For the energy expert, this scenario “marks the end of coal as an energy source in Spain and its place will be filled by natural gas, with a much more favorable CO2 balance to advance decarbonisation, since it reduces emissions by two thirds caused by the combustion of coal and reinforces the reliability of the system, supporting the intermittency of renewables ”.
The report also collects the economic data related to the electrical activity, which show downward costs compared to the previous year. Energy decreased 17%, in line with wholesale markets, and the average unit cost decreased and was the lowest in the last five years.
The behavior of costs was in line with consumer energy prices. For the residential market, both taxable and non-taxable, Eurostat statistics for a typical consumer indicate lower prices than in 2018 and slightly above the European average. And in the industrial segment, prices were slightly below the European average, also falling compared to the previous year.
For its part, national demand for electricity fell by 1.5%, “contrasting with the forecasts made by REE and the CNMC, which pointed to reductions of 0.3% and 0.4%, respectively,” explains Lasheras.

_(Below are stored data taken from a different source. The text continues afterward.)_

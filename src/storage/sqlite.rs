//! SQLite storage implementation
//!
//! This module provides a SQLite-based implementation of the Storage trait.
//! Timestamps are stored as RFC 3339 text and structured fields as JSON.

use crate::crawler::{ChangeKind, PageSignature};
use crate::job::{CrawlJob, CrawlRunHistory, ExtractedPage, JobCounters, JobId, NewJob};
use crate::state::JobStatus;
use crate::storage::schema::{get_schema_version, initialize_schema};
use crate::storage::traits::{Snapshot, Storage, StorageError, StorageResult};
use crate::storage::StoredPage;
use chrono::{DateTime, Utc};
use rusqlite::types::Type;
use rusqlite::{params, Connection, ErrorCode, OptionalExtension, Row};
use serde::de::DeserializeOwned;
use std::path::Path;

const JOB_COLUMNS: &str = "id, name, config, schedule, status, pages_discovered, pages_crawled,
    pages_successful, pages_failed, pages_skipped, total_words, total_links, error_count,
    started_at, completed_at, created_at";

const PAGE_COLUMNS: &str = "run_number, url, depth, title, description, markdown, word_count,
    reading_time_minutes, links, images, code_blocks, http_status, content_type, fetched_at,
    change_kind";

const HISTORY_COLUMNS: &str = "job_id, run_number, status, pages_successful, pages_failed,
    pages_skipped, pages_new, pages_changed, pages_unchanged, pages_removed, total_words,
    started_at, completed_at, duration_ms";

/// SQLite storage backend
pub struct SqliteStorage {
    conn: Connection,
}
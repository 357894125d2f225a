//! Crawl Engine: executes polite, bounded, resumable crawl jobs
//!
//! A job is a declarative crawl configuration (start URL, URL rules, domain
//! scope, budgets, auth). Each run of a job walks the site breadth-first with a
//! small worker pool, extracts page content, and diffs the result against the
//! previous completed run of the same job.

pub mod config;
pub mod crawler;
pub mod job;
pub mod output;
pub mod robots;
pub mod state;
pub mod storage;
pub mod url;

use thiserror::Error;

/// Main error type for engine operations
#[derive(Debug, Error)]
pub enum EngineError {
    #[error("Configuration error: {0}")]
    Config(#[from] ConfigError),

    #[error("Storage error: {0}")]
    Storage(#[from] storage::StorageError),

    #[error("URL error: {0}")]
    Url(#[from] UrlError),

    #[error("HTTP client error: {0}")]
    HttpClient(#[from] reqwest::Error),

    #[error("Job not found: {0}")]
    JobNotFound(i64),

    #[error("Invalid job transition: {from:?} -> {to:?}")]
    InvalidTransition {
        from: state::JobStatus,
        to: state::JobStatus,
    },

    #[error("IO error: {0}")]
    Io(#[from] std::io::Error),

    #[error("Internal error: {0}")]
    Internal(String),
}

/// Configuration-specific errors
///
/// Covers both the engine settings file and the per-job crawl configuration.
/// A job config that fails here is rejected before a run starts.
#[derive(Debug, Error)]
pub enum ConfigError {
    #[error("Failed to read config file: {0}")]
    Io(#[from] std::io::Error),

    #[error("Failed to parse TOML: {0}")]
    Parse(#[from] toml::de::Error),

    #[error("Failed to parse job config: {0}")]
    Json(#[from] serde_json::Error),

    #[error("Validation error: {0}")]
    Validation(String),

    #[error("Invalid URL in config: {0}")]
    InvalidUrl(String),

    #[error("Invalid header '{name}': {message}")]
    InvalidHeader { name: String, message: String },

    #[error("Invalid credential for auth type {auth_type}: {message}")]
    InvalidCredential { auth_type: String, message: String },
}

/// URL-specific errors
#[derive(Debug, Error)]
pub enum UrlError {
    #[error("Failed to parse URL: {0}")]
    Parse(String),

    #[error("Invalid URL scheme: {0}")]
    InvalidScheme(String),

    #[error("Missing domain in URL")]
    MissingDomain,

    #[error("Malformed URL: {0}")]
    Malformed(String),
}

/// Per-page errors
///
/// None of these abort a run. Each one lands in exactly one of the
/// `pagesSkipped` or `pagesFailed` counters.
#[derive(Debug, Clone, Error, PartialEq, Eq)]
pub enum PageError {
    #[error("Invalid URL {url}: {message}")]
    InvalidUrl { url: String, message: String },

    #[error("URL disallowed by robots.txt: {url}")]
    RobotsDisallowed { url: String },

    #[error("Content type {content_type} not accepted for {url}")]
    ContentTypeMismatch { url: String, content_type: String },

    #[error("Redirected out of scope: {url} -> {final_url}")]
    OutOfScope { url: String, final_url: String },

    #[error("Redirected to a URL already claimed this run: {url} -> {final_url}")]
    AlreadyClaimed { url: String, final_url: String },

    #[error("Network error for {url}: {message}")]
    Network { url: String, message: String },

    #[error("Request timeout for {url}")]
    Timeout { url: String },

    #[error("Server error {status} for {url}")]
    ServerError { url: String, status: u16 },

    #[error("Redirect failed for {url}: {message}")]
    Redirect { url: String, message: String },

    #[error("Request rejected with {status} for {url}")]
    AuthRejected { url: String, status: u16 },

    #[error("Failed to parse {url}: {message}")]
    ParseFailure { url: String, message: String },

    #[error("Fetch of {url} cancelled")]
    Cancelled { url: String },
}

impl PageError {
    /// Returns true if the page should be counted as skipped rather than failed
    pub fn is_skip(&self) -> bool {
        matches!(
            self,
            Self::InvalidUrl { .. }
                | Self::RobotsDisallowed { .. }
                | Self::ContentTypeMismatch { .. }
                | Self::OutOfScope { .. }
                | Self::AlreadyClaimed { .. }
        )
    }

    /// Returns true if the failure is transient and the fetch may be retried
    pub fn is_retryable(&self) -> bool {
        matches!(
            self,
            Self::Network { .. } | Self::Timeout { .. } | Self::ServerError { .. }
        )
    }
}

/// Result type alias for engine operations
pub type Result<T> = std::result::Result<T, EngineError>;

/// Result type alias for configuration operations
pub type ConfigResult<T> = std::result::Result<T, ConfigError>;

/// Result type alias for URL operations
pub type UrlResult<T> = std::result::Result<T, UrlError>;

// Re-export commonly used types
pub use config::{CrawlJobConfig, EngineConfig, RawJobConfig};
pub use crawler::{Engine, StartOutcome};
pub use job::{CrawlJob, CrawlRunHistory, ExtractedPage, JobId};
pub use state::JobStatus;
pub use url::{extract_domain, normalize_url, NormalizedUrl};
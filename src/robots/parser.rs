//! Robots.txt parser implementation
//!
//! Allow/deny matching is delegated to the robotstxt crate. Crawl-delay and
//! Sitemap directives, which the matcher does not expose, are parsed here.

use robotstxt::DefaultMatcher;
use std::time::Duration;

/// Upper bound on an honoured Crawl-delay
pub const MAX_CRAWL_DELAY: Duration = Duration::from_secs(3600);

/// Parsed robots.txt data
#[derive(Debug, Clone, Default)]
pub struct ParsedRobots {
    /// Raw robots.txt content (empty string means allow all)
    content: String,
    /// Whether to allow all (true = allow all, false = parse content)
    allow_all: bool,
    /// Sitemap URLs declared anywhere in the file
    sitemaps: Vec<String>,
}

impl ParsedRobots {
    /// Creates a new ParsedRobots from raw robots.txt content
    pub fn from_content(content: &str) -> Self {
        Self {
            content: content.to_string(),
            allow_all: false,
            sitemaps: parse_sitemaps(content),
        }
    }

    /// Creates a permissive ParsedRobots that allows everything
    ///
    /// This is used as the default when robots.txt cannot be fetched or parsed.
    pub fn allow_all() -> Self {
        Self {
            content: String::new(),
            allow_all: true,
            sitemaps: Vec::new(),
        }
    }

    /// Checks if a URL is allowed for the given user agent token
    ///
    /// `url` may be a full URL or a bare path.
    pub fn is_allowed(&self, url: &str, user_agent: &str) -> bool {
        if self.allow_all || self.content.trim().is_empty() {
            return true;
        }

        let mut matcher = DefaultMatcher::default();
        matcher.one_agent_allowed_by_robots(&self.content, user_agent, url)
    }

    /// Gets the crawl delay for a specific user agent
    ///
    /// A group naming the agent takes precedence over the `*` group.
    pub fn crawl_delay(&self, user_agent: &str) -> Option<Duration> {
        if self.allow_all || self.content.is_empty() {
            return None;
        }

        let normalized_agent = user_agent.to_lowercase();
        let mut current_agents: Vec<String> = Vec::new();
        let mut in_rules = false;
        let mut delay_for_wildcard: Option<f64> = None;
        let mut delay_for_agent: Option<f64> = None;

        for line in self.content.lines() {
            let line = line.split('#').next().unwrap_or("").trim();
            let Some((key, value)) = line.split_once(':') else {
                continue;
            };
            let key = key.trim().to_lowercase();
            let value = value.trim();

            match key.as_str() {
                "user-agent" => {
                    // A user-agent line after rules starts a new group
                    if in_rules {
                        current_agents.clear();
                        in_rules = false;
                    }
                    current_agents.push(value.to_lowercase());
                }
                "crawl-delay" => {
                    in_rules = true;
                    let Ok(delay) = value.parse::<f64>() else {
                        continue;
                    };
                    if !delay.is_finite() || delay < 0.0 {
                        continue;
                    }
                    for agent in &current_agents {
                        if agent == "*" {
                            delay_for_wildcard = Some(delay);
                        } else if normalized_agent.contains(agent.as_str()) {
                            delay_for_agent = Some(delay);
                        }
                    }
                }
                "sitemap" => {}
                _ => in_rules = true,
            }
        }

        delay_for_agent.or(delay_for_wildcard).map(|secs| {
            Duration::try_from_secs_f64(secs)
                .map_or(MAX_CRAWL_DELAY, |delay| delay.min(MAX_CRAWL_DELAY))
        })
    }

    /// Sitemap URLs declared in the file
    pub fn sitemaps(&self) -> &[String] {
        &self.sitemaps
    }
}

fn parse_sitemaps(content: &str) -> Vec<String> {
    content
        .lines()
        .filter_map(|line| {
            let line = line.trim();
            let (key, value) = line.split_once(':')?;
            if !key.trim().eq_ignore_ascii_case("sitemap") {
                return None;
            }
            // Trailing comments are dropped; a sitemap URL has no spaces
            value.split_whitespace().next().map(str::to_string)
        })
        .collect()
}
use pesdyn::engine::config as core_config;
use std::path::PathBuf;

pub struct OutputConfig {
    pub directory: Option<PathBuf>,
    pub stride: usize,
}

pub struct PesAppConfig {
    /// PES sample file; the built-in CO table is used when `None`.
    pub data_path: Option<PathBuf>,
    pub output: OutputConfig,
    pub core_config: core_config::AnalysisConfig,
}

pub struct DynamicsAppConfig {
    pub data_path: Option<PathBuf>,
    pub output: OutputConfig,
    pub core_config: core_config::DynamicsConfig,
}
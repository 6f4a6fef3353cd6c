#[derive(Debug, Clone, PartialEq)]
pub enum Progress {
    PhaseStart { name: &'static str },
    PhaseFinish,

    TaskStart { total_steps: u64 },
    TaskAdvance { steps: u64 },
    TaskFinish,

    Message(String),
}

pub type ProgressCallback<'a> = Box<dyn Fn(Progress) + Send + Sync + 'a>;

#[derive(Default)]
pub struct ProgressReporter<'a> {
    callback: Option<ProgressCallback<'a>>,
}

impl<'a> ProgressReporter<'a> {
    pub fn new() -> Self {
        Self::default()
    }

    pub fn with_callback(callback: ProgressCallback<'a>) -> Self {
        Self {
            callback: Some(callback),
        }
    }

    #[inline]
    pub fn report(&self, event: Progress) {
        if let Some(cb) = &self.callback {
            cb(event);
        }
    }

    #[inline]
    pub fn advance(&self, steps: u64) {
        if steps > 0 {
            self.report(Progress::TaskAdvance { steps });
        }
    }
}

#[cfg(test)]
mod tests {
    use super::*;
    use std::sync::{Arc, Mutex};

    fn recording_reporter() -> (ProgressReporter<'static>, Arc<Mutex<Vec<Progress>>>) {
        let events = Arc::new(Mutex::new(Vec::new()));
        let sink = events.clone();
        let reporter = ProgressReporter::with_callback(Box::new(move |event| {
            sink.lock().unwrap().push(event);
        }));
        (reporter, events)
    }

    #[test]
    fn reporter_without_callback_ignores_events() {
        let reporter = ProgressReporter::new();
        reporter.report(Progress::PhaseFinish);
        reporter.advance(10);
    }

    #[test]
    fn reporter_forwards_events_in_order() {
        let (reporter, events) = recording_reporter();
        reporter.report(Progress::PhaseStart { name: "Fit" });
        reporter.advance(5);
        reporter.report(Progress::PhaseFinish);
        assert_eq!(
            *events.lock().unwrap(),
            vec![
                Progress::PhaseStart { name: "Fit" },
                Progress::TaskAdvance { steps: 5 },
                Progress::PhaseFinish,
            ]
        );
    }

    #[test]
    fn advance_by_zero_is_not_reported() {
        let (reporter, events) = recording_reporter();
        reporter.advance(0);
        assert!(events.lock().unwrap().is_empty());
    }
}
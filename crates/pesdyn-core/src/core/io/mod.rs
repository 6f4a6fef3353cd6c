//! # I/O Module
//!
//! CSV reading and writing for the tabular data pesdyn consumes and produces.
//!
//! - [`traits`] - The [`traits::TabularFile`] interface with path-based helpers
//! - [`pes`] - Sampled PES tables (`separation,energy`) and dense PES curves
//! - [`trajectory`] - Trajectory frames with derived momenta and energies

pub mod pes;
pub mod traits;
pub mod trajectory;

use crate::core::models::pes::PesTableError;
use std::io;
use thiserror::Error;

#[derive(Debug, Error)]
pub enum CsvFileError {
    #[error("I/O error: {0}")]
    Io(#[from] io::Error),
    #[error("CSV error: {0}")]
    Csv(#[from] csv::Error),
    #[error("Invalid PES table: {0}")]
    Table(#[from] PesTableError),
}
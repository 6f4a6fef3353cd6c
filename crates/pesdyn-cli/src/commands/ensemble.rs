use crate::cli::EnsembleArgs;
use crate::error::{CliError, Result};
use pesdyn::core::models::ensemble::EnsembleRecipe;
use pesdyn::engine::config::EnsembleConfig;
use pesdyn::workflows;
use tracing::info;

fn build_config(args: &EnsembleArgs) -> Result<EnsembleConfig> {
    let defaults = EnsembleConfig::default();
    let pair = match args.pair.as_deref() {
        None => defaults.pair,
        Some(&[i, j]) => (i, j),
        Some(other) => {
            return Err(CliError::Argument(format!(
                "--pair expects exactly two indices, got {}",
                other.len()
            )));
        }
    };

    let recipe = &defaults.recipe;
    let config = EnsembleConfig {
        num_particles: args.particles.unwrap_or(defaults.num_particles),
        recipe: EnsembleRecipe {
            mass: args.mass.unwrap_or(recipe.mass),
            charge: args.charge.unwrap_or(recipe.charge),
            position_spacing: args.position_spacing.unwrap_or(recipe.position_spacing),
            velocity_spacing: args.velocity_spacing.unwrap_or(recipe.velocity_spacing),
        },
        pair,
    };
    if config.num_particles < 2 {
        return Err(CliError::Argument(
            "an ensemble needs at least two particles".to_string(),
        ));
    }
    Ok(config)
}

pub async fn run(args: EnsembleArgs) -> Result<()> {
    let config = build_config(&args)?;
    info!("Invoking the ensemble workflow...");
    let report = workflows::ensemble::run(&config)?;

    println!(
        "{:>5} {:>12} {:>12} {:>12} {:>14}",
        "index", "mass", "charge", "position", "kinetic"
    );
    let ensemble = &report.ensemble;
    for (i, kinetic) in report.kinetic_energies.iter().enumerate() {
        println!(
            "{:>5} {:>12.4} {:>12.4} {:>12.4} {:>14.6}",
            i,
            ensemble.masses()[i],
            ensemble.charges()[i],
            ensemble.positions()[i],
            kinetic
        );
    }
    println!();
    println!(
        "Total kinetic energy      : {:.6} hartree",
        report.total_kinetic_energy
    );
    println!(
        "Pair ({}, {}) separation   : {:.6} bohr",
        report.pair.i, report.pair.j, report.pair.separation
    );
    println!(
        "Pair ({}, {}) potential    : {:.6} hartree",
        report.pair.i, report.pair.j, report.pair.potential
    );
    println!(
        "Total pair potential      : {:.6} hartree",
        report.total_pair_potential
    );

    Ok(())
}

#[cfg(test)]
mod tests {
    use super::*;

    fn empty_args() -> EnsembleArgs {
        EnsembleArgs {
            particles: None,
            mass: None,
            charge: None,
            position_spacing: None,
            velocity_spacing: None,
            pair: None,
        }
    }

    #[test]
    fn build_config_defaults_match_core_defaults() {
        assert_eq!(build_config(&empty_args()).unwrap(), EnsembleConfig::default());
    }

    #[test]
    fn build_config_applies_overrides() {
        let mut args = empty_args();
        args.particles = Some(4);
        args.charge = Some(-2.0);
        args.pair = Some(vec![3, 1]);

        let config = build_config(&args).unwrap();

        assert_eq!(config.num_particles, 4);
        assert_eq!(config.recipe.charge, -2.0);
        assert_eq!(config.recipe.mass, 1.0);
        assert_eq!(config.pair, (3, 1));
    }

    #[test]
    fn build_config_rejects_single_particle() {
        let mut args = empty_args();
        args.particles = Some(1);
        assert!(matches!(build_config(&args), Err(CliError::Argument(_))));
    }
}
use super::defaults::DefaultsConfig;
use super::file::FileConfig;
use super::models::{DynamicsAppConfig, OutputConfig, PesAppConfig};
use crate::cli::{AnalysisArgs, DynamicsArgs, PesArgs};
use crate::error::{CliError, Result};
use pesdyn::core::interpolate::spline::BoundaryCondition;
use pesdyn::engine::config as core_config;
use std::path::PathBuf;
use std::str::FromStr;
use tracing::debug;

pub fn build_pes_config(args: &PesArgs) -> Result<PesAppConfig> {
    let defaults = DefaultsConfig::default();
    let mut file_config = load_file_config(&args.analysis)?;

    let core_config = build_analysis_config(&mut file_config, &defaults)?;
    let data_path = resolve_data_path(&args.analysis, &file_config);
    let output = build_output_config(&args.analysis, None, &file_config, &defaults);

    Ok(PesAppConfig {
        data_path,
        output,
        core_config,
    })
}

pub fn build_dynamics_config(args: &DynamicsArgs) -> Result<DynamicsAppConfig> {
    let defaults = DefaultsConfig::default();
    let mut file_config = load_file_config(&args.analysis)?;

    let analysis = build_analysis_config(&mut file_config, &defaults)?;
    let data_path = resolve_data_path(&args.analysis, &file_config);
    let output = build_output_config(&args.analysis, args.stride, &file_config, &defaults);

    let dyn_file = file_config.dynamics.take().unwrap_or_default();
    let core_config = core_config::DynamicsConfigBuilder::new()
        .analysis(analysis)
        .time_step(
            args.time_step
                .or(dyn_file.time_step)
                .unwrap_or(defaults.time_step),
        )
        .num_steps(args.steps.or(dyn_file.num_steps).unwrap_or(defaults.num_steps))
        .seed(args.seed.or(dyn_file.seed))
        .num_trajectories(
            args.trajectories
                .or(dyn_file.num_trajectories)
                .unwrap_or(defaults.num_trajectories),
        )
        .initial_separation(args.initial_separation.or(dyn_file.initial_separation))
        .initial_velocity(args.initial_velocity.or(dyn_file.initial_velocity))
        .build()
        .map_err(|e| CliError::Config(e.to_string()))?;

    Ok(DynamicsAppConfig {
        data_path,
        output,
        core_config,
    })
}

fn load_file_config(args: &AnalysisArgs) -> Result<FileConfig> {
    let file_config = if let Some(config_path) = &args.config {
        FileConfig::from_file(config_path)?
    } else {
        FileConfig::default()
    };
    apply_set_values(file_config, &args.set_values)
}

fn build_analysis_config(
    file_config: &mut FileConfig,
    defaults: &DefaultsConfig,
) -> Result<core_config::AnalysisConfig> {
    let grid_file = file_config.grid.take().unwrap_or_default();
    let grid = core_config::FineGrid {
        start: grid_file.start.unwrap_or(defaults.grid_start),
        end: grid_file.end.unwrap_or(defaults.grid_end),
        points: grid_file.points.unwrap_or(defaults.grid_points),
    };
    let boundary = file_config
        .pes
        .as_ref()
        .and_then(|pes| pes.boundary)
        .unwrap_or(defaults.boundary);
    let reduced_mass = file_config
        .dynamics
        .as_ref()
        .and_then(|d| d.reduced_mass)
        .unwrap_or(defaults.reduced_mass);
    debug!(?grid, %boundary, reduced_mass, "Resolved analysis settings.");

    core_config::AnalysisConfigBuilder::new()
        .boundary(boundary)
        .grid(grid)
        .reduced_mass(reduced_mass)
        .build()
        .map_err(|e| CliError::Config(e.to_string()))
}

fn resolve_data_path(args: &AnalysisArgs, file_config: &FileConfig) -> Option<PathBuf> {
    args.data
        .clone()
        .or_else(|| file_config.pes.as_ref().and_then(|pes| pes.data.clone()))
}

fn build_output_config(
    args: &AnalysisArgs,
    cli_stride: Option<usize>,
    file_config: &FileConfig,
    defaults: &DefaultsConfig,
) -> OutputConfig {
    let stride = cli_stride
        .or(file_config.output.as_ref().and_then(|o| o.stride))
        .unwrap_or(defaults.stride)
        .max(1);
    OutputConfig {
        directory: args.output_dir.clone(),
        stride,
    }
}

fn parse_value<T: FromStr>(key: &str, value_str: &str, kind: &str) -> Result<T> {
    value_str.trim().parse().map_err(|_| {
        CliError::Config(format!("Invalid {} value for {}: {}", kind, key, value_str))
    })
}

fn apply_set_values(mut config: FileConfig, set_values: &[String]) -> Result<FileConfig> {
    if set_values.is_empty() {
        return Ok(config);
    }
    for kv_pair in set_values {
        let Some((key, value_str)) = kv_pair.split_once('=') else {
            return Err(CliError::Config(format!(
                "Invalid --set format: '{}'. Expected KEY=VALUE.",
                kv_pair
            )));
        };
        let key = key.trim();
        debug!(key, value = value_str, "Applying --set override.");

        match key {
            "grid.start" => {
                config.grid.get_or_insert_with(Default::default).start =
                    Some(parse_value(key, value_str, "float")?);
            }
            "grid.end" => {
                config.grid.get_or_insert_with(Default::default).end =
                    Some(parse_value(key, value_str, "float")?);
            }
            "grid.points" => {
                config.grid.get_or_insert_with(Default::default).points =
                    Some(parse_value(key, value_str, "integer")?);
            }
            "dynamics.reduced-mass" => {
                config
                    .dynamics
                    .get_or_insert_with(Default::default)
                    .reduced_mass = Some(parse_value(key, value_str, "float")?);
            }
            "dynamics.time-step" => {
                config.dynamics.get_or_insert_with(Default::default).time_step =
                    Some(parse_value(key, value_str, "float")?);
            }
            "dynamics.num-steps" => {
                config.dynamics.get_or_insert_with(Default::default).num_steps =
                    Some(parse_value(key, value_str, "integer")?);
            }
            "dynamics.seed" => {
                config.dynamics.get_or_insert_with(Default::default).seed =
                    Some(parse_value(key, value_str, "integer")?);
            }
            "dynamics.num-trajectories" => {
                config
                    .dynamics
                    .get_or_insert_with(Default::default)
                    .num_trajectories = Some(parse_value(key, value_str, "integer")?);
            }
            "output.stride" => {
                config.output.get_or_insert_with(Default::default).stride =
                    Some(parse_value(key, value_str, "integer")?);
            }
            "pes.boundary" => {
                let boundary = value_str
                    .parse::<BoundaryCondition>()
                    .map_err(|e| CliError::Config(e.to_string()))?;
                config.pes.get_or_insert_with(Default::default).boundary = Some(boundary);
            }
            _ => {
                return Err(CliError::Config(format!(
                    "Unsupported configuration key for --set: '{}'",
                    key
                )));
            }
        }
    }
    Ok(config)
}

#[cfg(test)]
mod tests {
    use super::*;
    use std::fs;
    use tempfile::tempdir;

    fn write_config(dir: &std::path::Path, content: &str) -> PathBuf {
        let path = dir.join("config.toml");
        fs::write(&path, content).unwrap();
        path
    }

    #[test]
    fn build_dynamics_config_uses_defaults_without_file() {
        let app = build_dynamics_config(&DynamicsArgs::default()).expect("build ok");
        let defaults = DefaultsConfig::default();
        let cfg = app.core_config;

        assert_eq!(app.data_path, None);
        assert_eq!(app.output.directory, None);
        assert_eq!(app.output.stride, defaults.stride);
        assert_eq!(cfg.analysis.boundary, BoundaryCondition::NotAKnot);
        assert_eq!(cfg.analysis.grid, core_config::FineGrid::default());
        assert_eq!(cfg.analysis.reduced_mass, defaults.reduced_mass);
        assert_eq!(cfg.integration.time_step, 0.02);
        assert_eq!(cfg.integration.num_steps, 200_000);
        assert_eq!(cfg.sampling.num_trajectories, 1);
        assert_eq!(cfg.sampling.seed, None);
    }

    #[test]
    fn build_dynamics_config_reads_file_and_merges() {
        let dir = tempdir().unwrap();
        let cfg_path = write_config(
            dir.path(),
            r#"
            [pes]
            data = "co.csv"
            boundary = "natural"

            [grid]
            points = 400

            [dynamics]
            time-step = 0.01
            num-steps = 5000
            seed = 11
            num-trajectories = 4

            [output]
            stride = 25
            "#,
        );

        let mut args = DynamicsArgs::default();
        args.analysis.config = Some(cfg_path);
        let app = build_dynamics_config(&args).expect("build ok");
        let cfg = app.core_config;

        assert_eq!(app.data_path, Some(dir.path().join("co.csv")));
        assert_eq!(app.output.stride, 25);
        assert_eq!(cfg.analysis.boundary, BoundaryCondition::Natural);
        assert_eq!(cfg.analysis.grid.points, 400);
        assert_eq!(cfg.analysis.grid.start, 1.06);
        assert_eq!(cfg.integration.time_step, 0.01);
        assert_eq!(cfg.integration.num_steps, 5000);
        assert_eq!(cfg.sampling.seed, Some(11));
        assert_eq!(cfg.sampling.num_trajectories, 4);
    }

    #[test]
    fn cli_overrides_set_values_and_file() {
        let dir = tempdir().unwrap();
        let cfg_path = write_config(
            dir.path(),
            r#"
            [pes]
            data = "from-file.csv"

            [dynamics]
            num-steps = 5000
            seed = 11
            "#,
        );

        let mut args = DynamicsArgs::default();
        args.analysis.config = Some(cfg_path);
        args.analysis.data = Some(PathBuf::from("/tmp/from-cli.csv"));
        args.analysis.set_values = vec!["dynamics.num-steps=7000".to_string()];
        args.steps = Some(9000);
        args.seed = Some(3);
        args.stride = Some(0);

        let app = build_dynamics_config(&args).expect("build ok");

        assert_eq!(app.data_path, Some(PathBuf::from("/tmp/from-cli.csv")));
        assert_eq!(app.core_config.integration.num_steps, 9000);
        assert_eq!(app.core_config.sampling.seed, Some(3));
        assert_eq!(app.output.stride, 1);
    }

    #[test]
    fn set_values_override_file_values() {
        let dir = tempdir().unwrap();
        let cfg_path = write_config(
            dir.path(),
            "[grid]\nstart = 1.5\npoints = 100\n[dynamics]\nreduced-mass = 1000.0\n",
        );

        let mut args = DynamicsArgs::default();
        args.analysis.config = Some(cfg_path);
        args.analysis.set_values = vec![
            "grid.points=300".to_string(),
            "grid.end=4.5".to_string(),
            "dynamics.reduced-mass=2000".to_string(),
            "dynamics.time-step=0.005".to_string(),
            "dynamics.seed=99".to_string(),
            "dynamics.num-trajectories=2".to_string(),
            "output.stride=5".to_string(),
            "pes.boundary=natural".to_string(),
        ];

        let app = build_dynamics_config(&args).expect("build ok");
        let cfg = app.core_config;

        assert_eq!(cfg.analysis.grid.start, 1.5);
        assert_eq!(cfg.analysis.grid.end, 4.5);
        assert_eq!(cfg.analysis.grid.points, 300);
        assert_eq!(cfg.analysis.reduced_mass, 2000.0);
        assert!((cfg.integration.time_step - 0.005).abs() < 1e-12);
        assert_eq!(cfg.sampling.seed, Some(99));
        assert_eq!(cfg.sampling.num_trajectories, 2);
        assert_eq!(cfg.analysis.boundary, BoundaryCondition::Natural);
        assert_eq!(app.output.stride, 5);
    }

    #[test]
    fn build_pes_config_ignores_dynamics_only_settings() {
        let mut args = PesArgs::default();
        args.analysis.output_dir = Some(PathBuf::from("out"));
        args.analysis.set_values = vec!["dynamics.num-steps=10".to_string()];

        let app = build_pes_config(&args).expect("build ok");

        assert_eq!(app.output.directory, Some(PathBuf::from("out")));
        assert_eq!(app.core_config.grid, core_config::FineGrid::default());
    }

    #[test]
    fn malformed_set_values_are_rejected() {
        for bad in ["grid.points", "grid.points=many", "pes.boundary=clamped", "grid.spacing=0.1"] {
            let mut args = PesArgs::default();
            args.analysis.set_values = vec![bad.to_string()];
            let result = build_pes_config(&args);
            assert!(
                matches!(result, Err(CliError::Config(_))),
                "expected a config error for '{}'",
                bad
            );
        }
    }

    #[test]
    fn invalid_merged_values_surface_as_config_errors() {
        let mut args = DynamicsArgs::default();
        args.analysis.set_values = vec!["grid.start=6.0".to_string()];
        assert!(matches!(
            build_dynamics_config(&args),
            Err(CliError::Config(_))
        ));

        let mut args = DynamicsArgs::default();
        args.time_step = Some(-0.1);
        assert!(matches!(
            build_dynamics_config(&args),
            Err(CliError::Config(_))
        ));
    }
}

From the analysis of all these data, the economist concludes that “2019 was a year that brought the electricity sector closer to the ecological transition promoted by the European and Spanish institutions: fewer emissions, more renewables and less costs.” And he adds: “The only negative aspect was the deficit of more than 700 M €, which we trust will be temporary, and that was due to an excess of optimism in the forecasts on which the calculation of tariffs is built and parameterized.” The rate deficit shows an outstanding debt of more than € 16,000 million considering interest, at the end of 2019.
“We must be confident that the turn imposed by COVID 19 does not imply a break from these trends observed in 2019; and that we come out strengthened to achieve an efficient and decarbonized production system in the coming years ”, concludes Lasheras.